27 Jan 2026
Project News

Balancing scale and precision in landscape carbon monitoring

27 Jan 2026

In the carbon farming and Natural Capital sectors, the ability to accurately verify biomass across vast, remote landscapes is a critical operational requirement. For industry partners like RegenCo, monitoring tree canopy across millions of hectares ensures the integrity of carbon portfolios.

Through a collaborative project with RegenCo and SmartSat, the Applied Artificial Intelligence Institute (A²I²) has successfully evaluated and developed Artificial Intelligence solutions to address the industry’s most pressing challenge: the trade-off between measurement precision and spatial scale.

To date, accurate tree canopy assessment has relied on resource-intensive methods, such as aerial LiDAR and field surveys. While these methods provide high-fidelity data, they are cost-prohibitive to deploy frequently across geographically dispersed properties. The industry requires a solution that offers the broad, rapid coverage of satellite Earth Observation while maintaining defensible accuracy for commercial reporting.

To solve this, the A²I² team developed ResUNet Fusion, a hybrid deep learning architecture designed to detect vegetation in the complex, sparse landscapes of Central Australia.

By combining the robust feature extraction of ResNet with the precise localisation of U-Net, the team created a model capable of distinguishing tree canopy taller than 2 meters from surrounding shrubbery and terrain. This approach was rigorously benchmarked against emerging Vision Transformer architectures and trained using high-resolution LiDAR data as ground truth.

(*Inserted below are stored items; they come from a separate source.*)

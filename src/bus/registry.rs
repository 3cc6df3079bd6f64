use super::{
    i2c::{I2CError, I2cBackend},
    i2c_sim::{SimulatedBus, SimulatedI2c},
    i2c_sysfs::SysfsI2c,
    transport::{I2cTransport, SharedTransport},
};
use log::{debug, error, warn};
use parking_lot::{Mutex, RwLock};
use std::{collections::HashMap, sync::Arc};

pub const DEFAULT_BUSES: [u8; 2] = [0, 1];

pub type BackendFactory = Box<dyn Fn(u8) -> Box<dyn I2cBackend> + Send + Sync>;

/// Hands out one shared transport per bus number.
///
/// Owned by whoever composes the application; there is no process-wide
/// instance, so each test can build its own.
pub struct TransportRegistry {
    supported_buses: Vec<u8>,
    factory: BackendFactory,
    transports: RwLock<HashMap<u8, SharedTransport>>,
}

impl TransportRegistry {
    pub fn new<F>(supported_buses: &[u8], factory: F) -> Self
    where
        F: Fn(u8) -> Box<dyn I2cBackend> + Send + Sync + 'static,
    {
        TransportRegistry {
            supported_buses: supported_buses.to_vec(),
            factory: Box::new(factory),
            transports: RwLock::new(HashMap::new()),
        }
    }

    /// Registry over `/dev/i2c-N`.
    pub fn linux(supported_buses: &[u8]) -> Self {
        Self::new(supported_buses, |_| Box::new(SysfsI2c::new()))
    }

    /// Registry whose buses are all backed by simulators. Buses without an
    /// entry in `buses` get an empty simulator.
    pub fn simulated(buses: HashMap<u8, Arc<Mutex<SimulatedBus>>>) -> Self {
        let mut supported: Vec<u8> = buses.keys().copied().collect();
        supported.sort_unstable();
        Self::new(&supported, move |bus_id| {
            let bus = buses
                .get(&bus_id)
                .cloned()
                .unwrap_or_else(SimulatedBus::shared);
            Box::new(SimulatedI2c::new(bus))
        })
    }

    pub fn supported_buses(&self) -> &[u8] {
        &self.supported_buses
    }

    pub fn supports(&self, bus_id: u8) -> bool {
        self.supported_buses.contains(&bus_id)
    }

    /// Returns the transport for `bus_id`, opening it on first use. A bus
    /// that fails to open is still handed out, closed; check `is_open()`.
    pub fn get(&self, bus_id: u8) -> Result<SharedTransport, I2CError> {
        if !self.supports(bus_id) {
            error!(
                "Invalid I2C bus number {}, supported buses are {}",
                bus_id,
                self.supported_buses
                    .iter()
                    .map(|x| x.to_string())
                    .collect::<Vec<_>>()
                    .join(", ")
            );
            return Err(I2CError::BusNotFound(bus_id));
        }

        {
            let transports = self.transports.read();
            if let Some(transport) = transports.get(&bus_id) {
                return Ok(transport.clone());
            }
        }

        let mut transports = self.transports.write();
        if let Some(transport) = transports.get(&bus_id) {
            return Ok(transport.clone());
        }

        let mut transport = I2cTransport::new(bus_id, (self.factory)(bus_id));
        if let Err(e) = transport.open() {
            warn!("I2C bus {} is unavailable: {}", bus_id, e);
        }

        let shared = transport.into_shared();
        transports.insert(bus_id, shared.clone());
        debug!("Registered transport for I2C bus {}", bus_id);
        Ok(shared)
    }

    pub fn open_buses(&self) -> Vec<u8> {
        let mut buses: Vec<u8> = self.transports.read().keys().copied().collect();
        buses.sort_unstable();
        buses
    }

    /// Drops the registry's transport for `bus_id`. Refused while anybody
    /// else still holds a handle to it.
    pub fn close(&self, bus_id: u8) -> Result<(), I2CError> {
        let mut transports = self.transports.write();
        let transport = match transports.get(&bus_id) {
            Some(transport) => transport,
            None => return Err(I2CError::BusNotFound(bus_id)),
        };

        let rc = Arc::strong_count(transport);
        if rc > 1 {
            warn!(
                "Attempted to close I2C bus {} while still holding {} reference(s) to it",
                bus_id,
                rc - 1
            );
            return Err(I2CError::BusBusy(bus_id));
        }

        transports.remove(&bus_id);
        Ok(())
    }
}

The project delivered three critical insights for operational planning:

  1. Model Performance
    The custom Convolutional Neural Network (CNN) based architecture ResUNet Fusion consistently outperformed newer Transformer-based models for this specific task, proving highly effective at binary segmentation in arid environments.
  1. Cost-performance optimisation
    The research quantified the trade-offs between 1.5m resolution imagery and more accessible 3.0m imagery. Crucially, the study found that image quality often outweighed raw spatial resolution, suggesting that cost-effective data sources are viable for large-scale monitoring if processed correctly.
  1. Scalable operations
    The study confirms that satellite-based AI can provide a scalable, automated metric for canopy extent, enabling a hybrid monitoring framework where satellite data fills the gaps between major physical audits.

The primary outcome of this research is the validation of a hybrid monitoring framework that strategically pairs the scalability of satellite imagery with the precision of traditional methods. While the AI-driven models did not fully replicate the absolute fidelity of aerial LiDAR, they offer a highly effective complementary layer for broad-scale assessment between intensive audits.

This project has provided RegenCo with a clear understanding of the operational boundaries of satellite Earth Observation, specifically highlighting that while the model excels within known environments, performance dips slightly when applied to completely unseen geographical areas. This finding underscores that regional fine-tuning remains a necessary step to ensure maximum accuracy across diverse Australian landscapes.